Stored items

━━━━━━━━

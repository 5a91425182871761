use crate::infra::AppState;
use axum::extract::rejection::JsonRejection;
use axum::extract::State;
use axum::http::{header, StatusCode};
use axum::response::IntoResponse;
use axum::routing::{get, post};
use axum::{Json, Router};
use churn_predictor::error::AppError;
use churn_predictor::features::ValidationError;
use serde::Serialize;
use serde_json::{json, Value};
use std::sync::atomic::Ordering;
use tracing::debug;

#[derive(Debug, Serialize)]
pub(crate) struct PredictResponse {
    pub(crate) success: bool,
    pub(crate) result: &'static str,
    pub(crate) confidence: String,
}

pub(crate) fn router(state: AppState) -> Router {
    Router::new()
        .route("/", get(index))
        .route("/predict", post(predict_endpoint))
        .route("/health", get(healthcheck))
        .route("/ready", get(readiness_endpoint))
        .route("/metrics", get(metrics_endpoint))
        .with_state(state)
}

pub(crate) async fn index() -> Json<Value> {
    Json(json!({ "message": "Churn Prediction API is running!" }))
}

pub(crate) async fn healthcheck() -> Json<Value> {
    Json(json!({ "status": "ok" }))
}

pub(crate) async fn readiness_endpoint(State(state): State<AppState>) -> impl IntoResponse {
    let ready = state.readiness.load(Ordering::Relaxed);
    let status = if ready {
        StatusCode::OK
    } else {
        StatusCode::SERVICE_UNAVAILABLE
    };

    let schema = if state.service.is_degraded() {
        "degraded"
    } else {
        "loaded"
    };
    let payload = if ready {
        json!({ "status": "ready", "schema": schema })
    } else {
        json!({ "status": "initializing", "schema": schema })
    };

    (status, Json(payload))
}

pub(crate) async fn metrics_endpoint(State(state): State<AppState>) -> impl IntoResponse {
    let body = state
        .metrics
        .as_ref()
        .map(|handle| handle.render())
        .unwrap_or_default();
    (
        StatusCode::OK,
        [(header::CONTENT_TYPE, "text/plain; version=0.0.4")],
        body,
    )
}

/// Unparseable JSON is a client error with the same body shape as a missing
/// field.
pub(crate) async fn predict_endpoint(
    State(state): State<AppState>,
    payload: Result<Json<Value>, JsonRejection>,
) -> Result<Json<PredictResponse>, AppError> {
    let Json(body) =
        payload.map_err(|rejection| ValidationError::Malformed(rejection.body_text()))?;

    let verdict = state.service.predict_json(&body).await?;
    debug!(outcome = ?verdict.outcome, "prediction served");

    Ok(Json(PredictResponse {
        success: true,
        result: verdict.message(),
        confidence: verdict.confidence_label(),
    }))
}

#[cfg(test)]
mod tests {
    use super::*;
    use axum::body::{to_bytes, Body};
    use axum::http::Request;
    use churn_predictor::features::{AlignmentMode, FeatureAligner, FeatureSchema};
    use churn_predictor::prediction::{
        ClassOutput, Classifier, PredictionInvoker, RemoteScorer, RetryPolicy, ScoringError,
    };
    use churn_predictor::ChurnService;
    use std::sync::Arc;
    use std::time::Duration;
    use tower::ServiceExt;

    /// Flags month-to-month fiber customers as churners.
    struct RuleClassifier {
        width: usize,
        churn_column: usize,
    }

    impl Classifier for RuleClassifier {
        fn classify(&self, features: &[f64]) -> Result<ClassOutput, ScoringError> {
            if features.len() != self.width {
                return Err(ScoringError::DimensionMismatch {
                    expected: self.width,
                    actual: features.len(),
                });
            }
            let churn = features[self.churn_column] == 1.0;
            Ok(ClassOutput {
                label: i64::from(churn),
                churn_probability: Some(if churn { 0.7321 } else { 0.12 }),
            })
        }
    }

    fn schema() -> Arc<FeatureSchema> {
        Arc::new(
            FeatureSchema::from_columns([
                "SeniorCitizen",
                "gender_Female",
                "gender_Male",
                "Contract_Month-to-month",
                "Contract_One year",
                "Contract_Two year",
                "tenure_group_1 - 12",
                "tenure_group_13 - 24",
            ])
            .expect("valid schema"),
        )
    }

    fn local_state() -> AppState {
        let classifier = RuleClassifier {
            width: 8,
            churn_column: 3,
        };
        let service = ChurnService::new(
            FeatureAligner::new(schema(), AlignmentMode::OneHot),
            PredictionInvoker::local(Arc::new(classifier)),
        );
        let state = AppState::new(Arc::new(service));
        state.readiness.store(true, Ordering::Release);
        state
    }

    fn sample_body() -> Value {
        json!({
            "SeniorCitizen": 0,
            "MonthlyCharges": 29.85,
            "TotalCharges": "29.85",
            "gender": "Female",
            "Partner": "Yes",
            "Dependents": "No",
            "PhoneService": "No",
            "MultipleLines": "No phone service",
            "InternetService": "DSL",
            "OnlineSecurity": "No",
            "OnlineBackup": "Yes",
            "DeviceProtection": "No",
            "TechSupport": "No",
            "StreamingTV": "No",
            "StreamingMovies": "No",
            "Contract": "Month-to-month",
            "PaperlessBilling": "Yes",
            "PaymentMethod": "Electronic check",
            "tenure": 1
        })
    }

    async fn send(app: Router, request: Request<Body>) -> (StatusCode, Value) {
        let response = app.oneshot(request).await.expect("router responds");
        let status = response.status();
        let bytes = to_bytes(response.into_body(), usize::MAX)
            .await
            .expect("body reads");
        let body = serde_json::from_slice(&bytes).unwrap_or(Value::Null);
        (status, body)
    }

    fn post_json(body: String) -> Request<Body> {
        Request::builder()
            .method("POST")
            .uri("/predict")
            .header(header::CONTENT_TYPE, "application/json")
            .body(Body::from(body))
            .expect("request builds")
    }

    #[tokio::test]
    async fn index_reports_running() {
        let request = Request::builder()
            .uri("/")
            .body(Body::empty())
            .expect("request builds");
        let (status, body) = send(router(local_state()), request).await;
        assert_eq!(status, StatusCode::OK);
        assert_eq!(body["message"], "Churn Prediction API is running!");
    }

    #[tokio::test]
    async fn predict_returns_verdict_and_confidence() {
        let (status, body) =
            send(router(local_state()), post_json(sample_body().to_string())).await;

        assert_eq!(status, StatusCode::OK);
        assert_eq!(body["success"], true);
        let result = body["result"].as_str().expect("result string");
        assert!(result.contains("churned") || result.contains("continue"));
        assert_eq!(result, "This customer is likely to be churned!!");
        assert_eq!(body["confidence"], "Confidence: 73.21");
    }

    #[tokio::test]
    async fn missing_field_is_a_client_error() {
        let mut payload = sample_body();
        payload.as_object_mut().expect("object").remove("gender");

        let (status, body) = send(router(local_state()), post_json(payload.to_string())).await;

        assert_eq!(status, StatusCode::BAD_REQUEST);
        let message = body["error"].as_str().expect("error string");
        assert!(message.starts_with("Missing or invalid input: "));
        assert!(message.contains("gender"));
    }

    #[tokio::test]
    async fn unparseable_json_is_a_client_error() {
        let (status, body) = send(router(local_state()), post_json("{not json".to_string())).await;
        assert_eq!(status, StatusCode::BAD_REQUEST);
        assert!(body["error"]
            .as_str()
            .expect("error string")
            .starts_with("Missing or invalid input: "));
    }

    #[tokio::test]
    async fn readiness_reports_degraded_schema() {
        let service = ChurnService::new(
            FeatureAligner::degraded(AlignmentMode::OneHot),
            PredictionInvoker::local(Arc::new(RuleClassifier {
                width: 8,
                churn_column: 3,
            })),
        );
        let state = AppState::new(Arc::new(service));
        state.readiness.store(true, Ordering::Release);

        let request = Request::builder()
            .uri("/ready")
            .body(Body::empty())
            .expect("request builds");
        let (status, body) = send(router(state), request).await;
        assert_eq!(status, StatusCode::OK);
        assert_eq!(body["schema"], "degraded");
    }

    #[tokio::test]
    async fn unreachable_remote_scorer_fails_the_request() {
        let listener = tokio::net::TcpListener::bind("127.0.0.1:0")
            .await
            .expect("bind");
        let addr = listener.local_addr().expect("local addr");
        drop(listener);

        let scorer = RemoteScorer::new(
            format!("http://{addr}/score"),
            Duration::from_millis(500),
            RetryPolicy::none(),
        )
        .expect("client builds");
        let service = ChurnService::new(
            FeatureAligner::new(schema(), AlignmentMode::OneHot),
            PredictionInvoker::remote(scorer),
        );

        let (status, body) = send(
            router(AppState::new(Arc::new(service))),
            post_json(sample_body().to_string()),
        )
        .await;

        assert_eq!(status, StatusCode::BAD_GATEWAY);
        assert!(body.get("success").is_none());
        assert!(body["error"]
            .as_str()
            .expect("error string")
            .starts_with("scoring error"));
    }
}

━━━━━━━━

Go through the records above and return every line that holds the string "usize".

        width: usize,
        churn_column: usize,
        let bytes = to_bytes(response.into_body(), usize::MAX)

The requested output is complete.